P.S. When I taught in Australia the seminars/tutorials were marked, for both attendance -- yes, attendance -- and participation, so a far greater percentage of students turned up, although that meant the really keen ones suffered from being in a much bigger group.
Posted by: Anon at August 30, 2005 08:19 PM
Another thing I should mention. As far as I'm aware, outside of Oxbridge and London it has always been standard that a student writes an essay and later collects it, marked, from a pigeon-hole. That whole writing an essay every week and presenting it in your tutorial in front of a tutor and maybe another student or two is not at all standard. What is standard is that you submit an essay and get it back amrked, with comments.
And really, while it's great value for the top students at the best places, small tutorials are of limited value for the average student (yet extremely expensive for the taxpayer), most of whom aren't the slightest bit interested in personal contact with tutors.
Then again, this sort of tutorial used to be standard at UCL, where you say this student is. I know that some London departments are cutting back on this sort of thing, because it's so expensive, which is a disappointing. Those sessions I used to run at UCL were always great -- good students who learned a lot from them.

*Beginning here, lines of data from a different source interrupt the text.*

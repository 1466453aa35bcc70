//! Points and axis-aligned bounding boxes

use serde::{Deserialize, Serialize};
use std::fmt;

/// A point in frame pixel coordinates
#[derive(Debug, Clone, Copy, PartialEq, Default, Serialize, Deserialize)]
pub struct Point {
    pub x: f32,
    pub y: f32,
}

impl Point {
    pub fn new(x: f32, y: f32) -> Self {
        Self { x, y }
    }

    /// Integer pixel position, rounded towards zero
    pub fn to_pixel(&self) -> (i32, i32) {
        (self.x as i32, self.y as i32)
    }
}

impl From<(i32, i32)> for Point {
    fn from((x, y): (i32, i32)) -> Self {
        Self::new(x as f32, y as f32)
    }
}

/// Simple bounding box representation
#[derive(Debug, Clone, Copy, PartialEq, Serialize, Deserialize)]
pub struct Bbox {
    pub xmin: f32,
    pub ymin: f32,
    pub xmax: f32,
    pub ymax: f32,
}

impl Bbox {
    pub fn new(xmin: f32, ymin: f32, xmax: f32, ymax: f32) -> Self {
        Self {
            xmin,
            ymin,
            xmax,
            ymax,
        }
    }

    /// Build a pixel box from a normalized `[ymin, xmin, ymax, xmax]` box,
    /// the layout object detectors commonly emit.
    pub fn from_normalized(normalized: [f32; 4], frame_width: u32, frame_height: u32) -> Self {
        let w = frame_width as f32;
        let h = frame_height as f32;
        Self {
            xmin: normalized[1] * w,
            ymin: normalized[0] * h,
            xmax: normalized[3] * w,
            ymax: normalized[2] * h,
        }
    }

    /// Smallest box enclosing all points, `None` for an empty slice
    pub fn enclosing(points: &[Point]) -> Option<Self> {
        let first = points.first()?;
        let mut bbox = Self::new(first.x, first.y, first.x, first.y);
        for p in &points[1..] {
            bbox.xmin = bbox.xmin.min(p.x);
            bbox.ymin = bbox.ymin.min(p.y);
            bbox.xmax = bbox.xmax.max(p.x);
            bbox.ymax = bbox.ymax.max(p.y);
        }
        Some(bbox)
    }

    pub fn width(&self) -> f32 {
        self.xmax - self.xmin
    }

    pub fn height(&self) -> f32 {
        self.ymax - self.ymin
    }

    pub fn area(&self) -> f32 {
        self.width() * self.height()
    }

    pub fn center(&self) -> Point {
        Point::new((self.xmin + self.xmax) / 2.0, (self.ymin + self.ymax) / 2.0)
    }

    /// Inclusive containment test
    pub fn contains(&self, p: Point) -> bool {
        p.x >= self.xmin && p.x <= self.xmax && p.y >= self.ymin && p.y <= self.ymax
    }

    /// Convert to bounds array [xmin, ymin, xmax, ymax]
    pub fn to_bounds(&self) -> [f32; 4] {
        [self.xmin, self.ymin, self.xmax, self.ymax]
    }
}

impl fmt::Display for Bbox {
    fn fmt(&self, f: &mut fmt::Formatter<'_>) -> fmt::Result {
        write!(
            f,
            "Bbox({}, {}, {}, {})",
            self.xmin, self.ymin, self.xmax, self.ymax
        )
    }
}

BTW The "personal tutor" thing at places like Nottingham is not supposed to be anything like the Oxford tutorial set-up. It's more for general development and problems (and couldn't be anything else, given the large number of students each personal tutor has). And in my experience the students resent having to have such meetings much more than the tutors. I suggest that if Gareth really wants to talk to his tutor he schedule an appointment with him or her.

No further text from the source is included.